L’abbé de Nantes écrit : « Dieu est le Père de tous les hommes ? Non. Mais seulement de “ ceux à qui il a donné le pouvoir d’être enfants de Dieu ” (Jn 1, 12) à savoir ceux-là mêmes qui ont cru en Jésus-Christ (ibid.). Donc est annulé le précepte suivant, inventé par le Concile, nous faisant un devoir de “ nous conduire fraternellement envers tous les hommes, sans en excepter aucun, tous créés à l’image de Dieu ”. Et le Concile de se moquer de tout, en citant à l’appui de cette divine paternité universelle quatre mots de la première épître de saint Jean... dont tout le monde sait ( ?) – il n’y a qu’à lire ses six petites pages – que l’Apôtre de l’amour y fait retentir son enseignement de vingt éclats de fureur et d’excommunication à l’encontre des faux frères, des antichrists, des renégats qu’il faut fuir à tout prix. Ces perpétuels mensonges sur les Écritures sont d’ailleurs dénoncés par saint Jean comme digne de la damnation éternelle (Ap 22, 18-20). » (Autodafé, p. 286)

Citons encore Nostra Ætate : « L’Église réprouve donc, en tant que contraire à l’esprit du Christ, toute discrimination ou vexation opérée envers des hommes en raison de leur race, de leur couleur, de leur classe ou de leur religion (sic). »

« La mention du Christ en cette perspective toute maçonnique est vraiment étrange, inquiétante. Elle fait figure de véritable reniement. La hiérarchie chargée de continuer son œuvre souscrit au Credo de 1789, de l’ONU, au Credo maçonnique au nom même du Christ et de son Esprit ! » Ainsi, « au lieu de prétendre être elle-même l’unité humaine, l’Église rallie la nouvelle internationale humaniste et déiste de ses rêves » (CRC n° 59, p. 5).

Le Concile veut coopérer à une « concorde » et à une « paix » de toute « la fa­mille humaine », qui se feront au-delà des divergences religieuses considérées comme accessoires. « La liberté religieuse demande, en outre, que les groupes religieux ne soient pas empêchés de manifester librement l’efficacité singulière de leur doctrine pour organiser la société et vivifier toute l’activité humaine. » (Dignitatis humanæ n° 4) On va bâtir un monde fraternel sans le fonder sur le Christ, mais avec le concours de toutes les religions et idéologies humaines, fraternellement asso­ciées. Voilà l’idée mère du Masdu.

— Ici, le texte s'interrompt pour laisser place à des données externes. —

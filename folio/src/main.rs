use std::{fs, io::Write};

use color_eyre::eyre::{Context, Result, bail};
use folio::{
  cli::{Cli, Commands},
  config::Config,
  render::render_batch,
};
use folio_render::DocumentRenderer;
use log::{LevelFilter, info};

fn main() -> Result<()> {
  color_eyre::install()?;

  // Parse command line arguments
  let cli = Cli::parse_args();

  // Initialize logging first so we can log during command handling
  env_logger::Builder::new()
    .filter_level(if cli.verbose {
      LevelFilter::Debug
    } else {
      LevelFilter::Info
    })
    .write_style(env_logger::WriteStyle::Always)
    .init();

  match &cli.command {
    Commands::Init {
      output,
      format,
      force,
    } => {
      // Check if file already exists and that we're not forcing overwrite
      if output.exists() && !force {
        bail!(
          "Configuration file already exists: {}. Use --force to overwrite.",
          output.display()
        );
      }

      if let Some(parent) = output.parent()
        && !parent.as_os_str().is_empty()
        && !parent.exists()
      {
        fs::create_dir_all(parent).wrap_err_with(|| {
          format!("Failed to create directory: {}", parent.display())
        })?;
        info!("Created directory: {}", parent.display());
      }

      Config::generate_default_config(format, output).wrap_err_with(|| {
        format!("Failed to generate configuration file: {}", output.display())
      })?;
      Ok(())
    },

    Commands::Stylesheet { output, .. } => {
      let config = Config::load(&cli)?;
      let renderer = DocumentRenderer::new(config.render_options());
      let css = renderer
        .stylesheet()
        .wrap_err("Failed to generate highlight stylesheet")?;

      if let Some(path) = output {
        fs::write(path, css).wrap_err_with(|| {
          format!("Failed to write stylesheet: {}", path.display())
        })?;
        info!("Stylesheet written to {}", path.display());
      } else {
        write_stdout(&css)?;
      }
      Ok(())
    },

    Commands::Render { inputs, .. } => {
      let config = Config::load(&cli)?;

      let thread_count = config.jobs.unwrap_or_else(num_cpus::get);
      rayon::ThreadPoolBuilder::new()
        .num_threads(thread_count)
        .build_global()?;

      let report = render_batch(&config, inputs)?;
      for file in &report.rendered {
        match &file.output {
          Some(path) => info!("{} -> {}", file.input.display(), path.display()),
          None => write_stdout(&file.contents)?,
        }
      }

      if !report.is_success() {
        bail!(
          "{} of {} documents failed to render",
          report.failed.len(),
          inputs.len()
        );
      }
      Ok(())
    },
  }
}

fn write_stdout(contents: &str) -> Result<()> {
  let mut stdout = std::io::stdout().lock();
  stdout.write_all(contents.as_bytes())?;
  if !contents.ends_with('\n') {
    stdout.write_all(b"\n")?;
  }
  Ok(())
}
use std::ops::{Bound, Range, RangeBounds, RangeFrom, RangeFull, RangeInclusive, RangeTo, RangeToInclusive};
use crate::error::{Error, Result};
use crate::key_index::OrderedKeyIndex;




#[derive(Clone, Copy, Debug, Default, PartialEq)]


/**
 * A positional slice with list semantics: half-open, negative values count
 * from the end, out-of-range bounds are clamped, and a negative step walks
 * backwards.
 */
pub struct Slice {
    pub start: Option<isize>,
    pub stop: Option<isize>,
    pub step: Option<isize>,
}




// ============================================================================
impl Slice {

    pub fn new(start: Option<isize>, stop: Option<isize>, step: Option<isize>) -> Self {
        Self { start, stop, step }
    }

    pub fn full() -> Self {
        Self::default()
    }

    pub fn step(self, step: isize) -> Self {
        Self { step: Some(step), ..self }
    }


    /**
     * Resolve this slice against a sequence of the given length, returning
     * the selected positions in traversal order.
     */
    pub fn indices(&self, len: usize) -> Result<Vec<usize>> {
        let step = self.step.unwrap_or(1);

        if step == 0 {
            return Err(Error::ZeroStep);
        }
        let len = len as isize;
        let (lower, upper) = if step < 0 { (-1, len - 1) } else { (0, len) };

        let adjust = |value: Option<isize>, default: isize| match value {
            None => default,
            Some(v) if v < 0 => (v + len).max(lower),
            Some(v) => v.min(upper),
        };
        let start = adjust(self.start, if step < 0 { upper } else { lower });
        let stop = adjust(self.stop, if step < 0 { lower } else { upper });

        let mut positions = Vec::new();
        let mut i = start;

        while (step > 0 && i < stop) || (step < 0 && i > stop) {
            positions.push(i as usize);
            i += step;
        }
        Ok(positions)
    }
}

impl From<Range<usize>> for Slice {
    fn from(range: Range<usize>) -> Self {
        Self::new(Some(range.start as isize), Some(range.end as isize), None)
    }
}

impl From<RangeFrom<usize>> for Slice {
    fn from(range: RangeFrom<usize>) -> Self {
        Self::new(Some(range.start as isize), None, None)
    }
}

impl From<RangeTo<usize>> for Slice {
    fn from(range: RangeTo<usize>) -> Self {
        Self::new(None, Some(range.end as isize), None)
    }
}

impl From<RangeFull> for Slice {
    fn from(_: RangeFull) -> Self {
        Self::full()
    }
}




#[derive(Clone, Copy, Debug, PartialEq)]


/**
 * A range of keys. Bounds given as plain values are closed: `closed(lo, hi)`
 * selects every key in `[lo, hi]`. The optional step strides the resulting
 * positions, not the key distance.
 */
pub struct KeyRange {
    pub lower: Bound<f64>,
    pub upper: Bound<f64>,
    pub step: Option<usize>,
}




// ============================================================================
impl KeyRange {

    pub fn closed(lo: Option<f64>, hi: Option<f64>) -> Self {
        Self {
            lower: lo.map_or(Bound::Unbounded, Bound::Included),
            upper: hi.map_or(Bound::Unbounded, Bound::Included),
            step: None,
        }
    }

    pub fn from_bounds<R: RangeBounds<f64>>(range: R) -> Self {
        Self {
            lower: range.start_bound().cloned(),
            upper: range.end_bound().cloned(),
            step: None,
        }
    }

    pub fn with_step(self, step: Option<usize>) -> Self {
        Self { step, ..self }
    }


    /**
     * Return the half-open range of ranks covered by the key bounds, before
     * any stride is applied.
     */
    pub fn span(&self, index: &OrderedKeyIndex) -> Result<Range<usize>> {
        for bound in [self.lower, self.upper] {
            if let Bound::Included(k) | Bound::Excluded(k) = bound {
                if k.is_nan() {
                    return Err(Error::InvalidKey(k));
                }
            }
        }
        let start = match self.lower {
            Bound::Unbounded => 0,
            Bound::Included(lo) => index.rank_at_or_after(lo),
            Bound::Excluded(lo) => index.rank_after(lo),
        };
        let stop = match self.upper {
            Bound::Unbounded => index.len(),
            Bound::Included(hi) => index.rank_after(hi),
            Bound::Excluded(hi) => index.rank_at_or_after(hi),
        };
        Ok(start..stop.max(start))
    }


    /**
     * Return the selected ranks in ascending order. A range matching no key
     * resolves to no ranks.
     */
    pub fn ranks(&self, index: &OrderedKeyIndex) -> Result<Vec<usize>> {
        let step = self.step.unwrap_or(1);

        if step == 0 {
            return Err(Error::ZeroStep);
        }
        Ok(self.span(index)?.step_by(step).collect())
    }
}

impl From<RangeInclusive<f64>> for KeyRange {
    fn from(range: RangeInclusive<f64>) -> Self {
        Self::from_bounds(range)
    }
}

impl From<RangeFrom<f64>> for KeyRange {
    fn from(range: RangeFrom<f64>) -> Self {
        Self::from_bounds(range)
    }
}

impl From<RangeToInclusive<f64>> for KeyRange {
    fn from(range: RangeToInclusive<f64>) -> Self {
        Self::from_bounds(range)
    }
}




#[derive(Clone, Debug, PartialEq)]


/**
 * Anything a `SortedSeries` can be indexed by: a position, an exact key, a
 * positional slice, a key range, or a list of positions and keys.
 */
pub enum Selector {
    Index(isize),
    Key(f64),
    Slice(Slice),
    KeyRange(KeyRange),
    Many(Vec<Position>),
}

impl From<isize> for Selector {
    fn from(i: isize) -> Self {
        Self::Index(i)
    }
}

impl From<i32> for Selector {
    fn from(i: i32) -> Self {
        Self::Index(i as isize)
    }
}

impl From<usize> for Selector {
    fn from(i: usize) -> Self {
        Self::Index(i as isize)
    }
}

impl From<f64> for Selector {
    fn from(key: f64) -> Self {
        Self::Key(key)
    }
}

impl From<Slice> for Selector {
    fn from(slice: Slice) -> Self {
        Self::Slice(slice)
    }
}

impl From<KeyRange> for Selector {
    fn from(range: KeyRange) -> Self {
        Self::KeyRange(range)
    }
}

impl From<Range<usize>> for Selector {
    fn from(range: Range<usize>) -> Self {
        Self::Slice(range.into())
    }
}

impl From<RangeFrom<usize>> for Selector {
    fn from(range: RangeFrom<usize>) -> Self {
        Self::Slice(range.into())
    }
}

impl From<RangeTo<usize>> for Selector {
    fn from(range: RangeTo<usize>) -> Self {
        Self::Slice(range.into())
    }
}

impl From<RangeFull> for Selector {
    fn from(range: RangeFull) -> Self {
        Self::Slice(range.into())
    }
}

impl From<RangeInclusive<f64>> for Selector {
    fn from(range: RangeInclusive<f64>) -> Self {
        Self::KeyRange(range.into())
    }
}

impl From<RangeFrom<f64>> for Selector {
    fn from(range: RangeFrom<f64>) -> Self {
        Self::KeyRange(range.into())
    }
}

impl From<RangeToInclusive<f64>> for Selector {
    fn from(range: RangeToInclusive<f64>) -> Self {
        Self::KeyRange(range.into())
    }
}

impl From<Vec<Position>> for Selector {
    fn from(at: Vec<Position>) -> Self {
        Self::Many(at)
    }
}

impl From<Vec<f64>> for Selector {
    fn from(keys: Vec<f64>) -> Self {
        Self::Many(keys.into_iter().map(Position::Key).collect())
    }
}

impl From<Vec<isize>> for Selector {
    fn from(indexes: Vec<isize>) -> Self {
        Self::Many(indexes.into_iter().map(Position::Index).collect())
    }
}

impl From<Vec<usize>> for Selector {
    fn from(indexes: Vec<usize>) -> Self {
        Self::Many(indexes.into_iter().map(Position::from).collect())
    }
}




#[derive(Clone, Copy, Debug, PartialEq)]


/**
 * A single record location: a position or an exact key.
 */
pub enum Position {
    Index(isize),
    Key(f64),
}

impl From<isize> for Position {
    fn from(i: isize) -> Self {
        Self::Index(i)
    }
}

impl From<i32> for Position {
    fn from(i: i32) -> Self {
        Self::Index(i as isize)
    }
}

impl From<usize> for Position {
    fn from(i: usize) -> Self {
        Self::Index(i as isize)
    }
}

impl From<f64> for Position {
    fn from(key: f64) -> Self {
        Self::Key(key)
    }
}
use std::collections::BTreeMap;
use log::debug;
use crate::array::DenseArray;
use crate::block_array::{BlockArray, Extrema};
use crate::boundary::stagger_of;
use crate::error::{Error, Result};
use crate::halo::HaloFillEngine;
use crate::snapshot::Snapshot;
use super::geometry::Geometry;
use super::{check_schema, time_key, Attribute, Extracted, Form, RecordBody, SnapshotRecord};




#[derive(Clone, Debug, Default, PartialEq)]


/**
 * The halo-filled block arrays of every field in a snapshot, by name.
 */
pub struct Fields {
    arrays: BTreeMap<String, BlockArray>,
}

impl Fields {
    pub fn get(&self, name: &str) -> Result<&BlockArray> {
        self.arrays.get(name).ok_or_else(|| Error::UnknownAttribute(name.to_string()))
    }

    pub fn interior(&self, name: &str) -> Result<DenseArray> {
        Ok(self.get(name)?.interior())
    }

    pub fn extrema(&self, name: &str) -> Result<Option<Extrema>> {
        Ok(self.get(name)?.extrema())
    }

    pub fn names(&self) -> impl Iterator<Item = &str> + '_ {
        self.arrays.keys().map(String::as_str)
    }
}

impl RecordBody for Fields {
    const KIND: &'static str = "FieldRecord";

    fn attribute(&self, name: &str) -> Option<Attribute<'_>> {
        match name.strip_prefix('_') {
            Some(base) => self.arrays.get(base).map(Attribute::Halo),
            None => self.arrays.get(name).map(Attribute::Array),
        }
    }
}

pub type FieldRecord = SnapshotRecord<Fields>;




// ============================================================================
impl SnapshotRecord<Fields> {


    /**
     * Read every unknown of a snapshot, and for checkpoints the staggered
     * velocity components, into halo-extended arrays and fill their guard
     * cells.
     */
    pub fn from_snapshot(snapshot: &Snapshot, form: Form, geometry: &Geometry) -> Result<Self> {
        let staggered = match form {
            Form::Checkpoint if geometry.dim() >= 2 => &["fcx2", "fcy2", "fcz2"][..geometry.dim()],
            _ => &[][..],
        };
        let mut names: Vec<String> = Vec::new();

        for name in snapshot.unknown_names().iter().map(|n| n.trim_end()).chain(staggered.iter().copied()) {
            if !names.iter().any(|n| n == name) {
                names.push(name.to_string());
            }
        }
        let engine = HaloFillEngine::new(geometry.neighbors());
        let context = geometry.boundary_context();
        let mut arrays = BTreeMap::new();

        for name in &names {
            let raw = snapshot.dataset(name)?;
            let mut array = BlockArray::from_raw(name, raw, geometry.cells(), geometry.guard(), stagger_of(name))?;
            engine.fill(&mut array, name, &context)?;
            debug!("filled guard cells of {}", name);
            arrays.insert(name.clone(), array);
        }
        check_schema(Extracted { key: time_key(snapshot), names: Some(names), body: Fields { arrays } })
    }
}




// ============================================================================
#[cfg(test)]
mod test {

    use super::FieldRecord;
    use crate::error::Error;
    use crate::record::fixture;
    use crate::record::geometry::GeometryRecord;
    use crate::record::{Attribute, Form, Record};
    use crate::series::Keyed;

    fn read(form: Form) -> FieldRecord {
        let snapshot = fixture::snapshot("setup +ug", 2.0);
        let geometry = GeometryRecord::from_snapshot(&snapshot, None).unwrap();
        FieldRecord::from_snapshot(&snapshot, form, &geometry).unwrap()
    }

    #[test]
    fn plot_fields_are_the_unknowns() {
        let fields = read(Form::Plot);
        assert_eq!(fields.key(), 2.0);
        assert_eq!(fields.keys(), vec!["dens", "temp", "pres"]);
        assert_eq!(fields.interior("dens").unwrap(), fixture::cell_data(2.0));
    }

    #[test]
    fn checkpoint_adds_staggered_velocity() {
        let fields = read(Form::Checkpoint);
        assert_eq!(fields.keys(), vec!["dens", "temp", "pres", "fcx2", "fcy2"]);
        assert_eq!(fields.get("fcx2").unwrap().get(1, [1, 1, 5]), 0.0);
    }

    #[test]
    fn staggered_velocity_keeps_its_boundary_faces() {
        let fields = read(Form::Checkpoint);
        let u = fields.get("fcx2").unwrap();
        assert_eq!(u.get(0, [1, 1, 0]), 1.0);
        assert_eq!(u.get(0, [1, 2, 0]), 11.0);
        assert_eq!(u.get(1, [1, 1, 4]), 105.0);
        assert_eq!(u.get(1, [1, 1, 5]), 0.0);
        assert_eq!(u.get(0, [1, 1, 5]), 102.0);
        assert_eq!(u.get(1, [1, 1, 0]), 5.0);

        let v = fields.get("fcy2").unwrap();
        assert_eq!(v.get(0, [1, 0, 1]), 1.0);
        assert_eq!(v.get(0, [1, 2, 1]), 21.0);
        assert_eq!(v.get(0, [1, 3, 1]), 0.0);
    }

    #[test]
    fn listed_staggered_fields_are_read_once() {
        let snapshot = fixture::snapshot("setup +ug", 2.0).with_unknown_names(["dens", "fcx2", "temp", "dens "]);
        let geometry = GeometryRecord::from_snapshot(&snapshot, None).unwrap();
        let fields = FieldRecord::from_snapshot(&snapshot, Form::Checkpoint, &geometry).unwrap();
        assert_eq!(fields.keys(), vec!["dens", "fcx2", "temp", "fcy2"]);
    }

    #[test]
    fn guards_are_copied_from_neighbors() {
        let fields = read(Form::Plot);
        let dens = fields.get("dens").unwrap();
        assert_eq!(dens.get(0, [1, 1, 5]), dens.get(1, [1, 1, 1]));
        assert_eq!(dens.get(1, [1, 2, 0]), dens.get(0, [1, 2, 4]));
    }

    #[test]
    fn temperature_guards_follow_boundary_conditions() {
        let fields = read(Form::Plot);
        let temp = fields.get("temp").unwrap();
        assert_eq!(temp.get(1, [1, 1, 5]), 2.0 - temp.get(1, [1, 1, 4]));
        assert_eq!(temp.get(0, [1, 1, 0]), -temp.get(0, [1, 1, 1]));
        assert_eq!(temp.get(0, [1, 0, 2]), temp.get(0, [1, 1, 2]));
    }

    #[test]
    fn underscore_names_include_guard_cells() {
        let fields = read(Form::Plot);
        let interior = fields.attribute("dens").and_then(|a| a.to_dense()).unwrap();
        let halo = fields.attribute("_dens").and_then(|a| a.to_dense()).unwrap();
        assert_eq!(interior.shape(), &[2, 1, 2, 4]);
        assert_eq!(halo.shape(), &[2, 3, 4, 6]);
        assert!(matches!(fields.attribute("_dens"), Some(Attribute::Halo(_))));
        assert!(matches!(fields.get("velx"), Err(Error::UnknownAttribute(_))));
    }
}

CULTE DE L’HOMME ET DE LA TERRE

La constitution Gaudium et Spes sur L’Église dans le monde de ce temps est précisément le manifeste du Masdu. Le titre tellement accusateur de l’étude critique de notre Père dit tout : “ Le culte de l’homme et de la terre ”.

Voici le texte-clé de son préambule :

« C’est en effet l’homme qu’il s’agit de sauver, la société humaine qu’il faut renouveler. C’est donc l’homme, l’homme considéré dans son unité et sa totalité, l’homme, corps et âme, cœur et conscience, pensée et volonté, qui constituera l’axe de tout notre exposé. Voilà pourquoi, en proclamant la très noble vocation de l’homme et en affirmant qu’un germe divin est déposé en lui... »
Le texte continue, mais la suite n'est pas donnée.